La subsecretaria de Justicia, Lourdes Polo Budzovsky se refirió a la Reforma del Código Procesal Penal de la provincia, un debate que se lleva adelante Cámara de Diputados del Chaco y en el que el Poder Ejecutivo provincial tiene interés en que se trate antes de que inicie la campaña electoral. “Es la oportunidad que tenemos de avanzar en una reforma que oriente al proceso penal hacia un proceso plenamente acusatorio y adversarial, donde la oralidad sea el motor de los procesos penales”, señaló la subsecretaria, quien adelantó que la meta del Poder Ejecutivo es lograr una reforma integral que garantice derechos tanto a las personas que se encuentran privadas de su libertad como las que atraviesan un proceso judicial como víctimas.
En ese sentido, aseguró que es necesario debatir sobre el uso de la prisión preventiva debido a que hace prácticamente tres décadas que constituye una de las áreas más deficitarias de la justicia penal y existen muchos instrumentos internacionales que obligan a revertir su uso. “La sobreutilización de la prisión preventiva es un problema endémico en la mayoría de los sistemas provinciales y regionales”, dijo la subsecretaría.

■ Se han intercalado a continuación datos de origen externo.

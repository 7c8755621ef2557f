//! # supaforge-provision
//!
//! Plans the SQL that creates and versions the administrative
//! configuration store. Planning is pure: functions here return typed
//! [`StatementSet`]s and never talk to a database. Execution belongs to an
//! executor collaborator.
//!
//! ## Guarantees
//!
//! - Every statement targets the one fixed relation
//!   (`public.tool_configurations`); callers cannot name another.
//! - The setup plan only contains objects missing from the observed
//!   [`ProvisionState`], and each statement is `IF NOT EXISTS`-guarded,
//!   so re-planning after a successful run yields an empty set.
//! - The versioned insert is a single transactional unit (advisory lock,
//!   deactivate, insert next version) and is only planned against a
//!   [`SetupOutcome`] that verified the store exists.

pub mod insert;
pub mod setup;
pub mod statement;
pub mod target;

pub use insert::{SetupOutcome, VersionedInsert, plan_versioned_insert};
pub use setup::{ProvisionState, plan_setup, setup_notes};
pub use statement::{SqlParam, Statement, StatementKind, StatementSet};
pub use target::ConfigTarget;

Lo que se propone es un plan de racionalización del encarcelamiento preventivo, basado en tres medidas concretas: primero, la diversificación de las medidas cautelares para entregar una mayor cantidad de opciones al fiscal, defensor y el juez para asegurar la comparecencia y sujeción de la persona imputada al proceso judicial; segundo, la instauración de una audiencia oral y publica de carácter obligatorio para que en esa instancia las partes debatan sobre el riesgo concreto que representa la persona imputada y la medida más adecuada para neutralizarlo; y tercero, la creación de una Oficina de Medidas Alternativas y Sustitutivas (OMAS) al interior del Poder Judicial, que tendrá como misión generar información de alta calidad sobre la situación personal de la persona imputada como así también garantizar que la medida cautelar que se dicte sea controlada.
Respecto de los plazos procesales, Polo Budzovsky asegura que los mismos “deben ser revisados” en los términos establecidos. Teniendo presente que deben correr para cada interesado desde su notificación, o si fueren comunes desde la última que se practicare debiendo ser perentorios y fatales para todas las partes, e improrrogables salvo aquellas excepciones previstas en la propia norma, bajo apercibimiento de la sanción procesal para el funcionario judicial que incumple los plazos.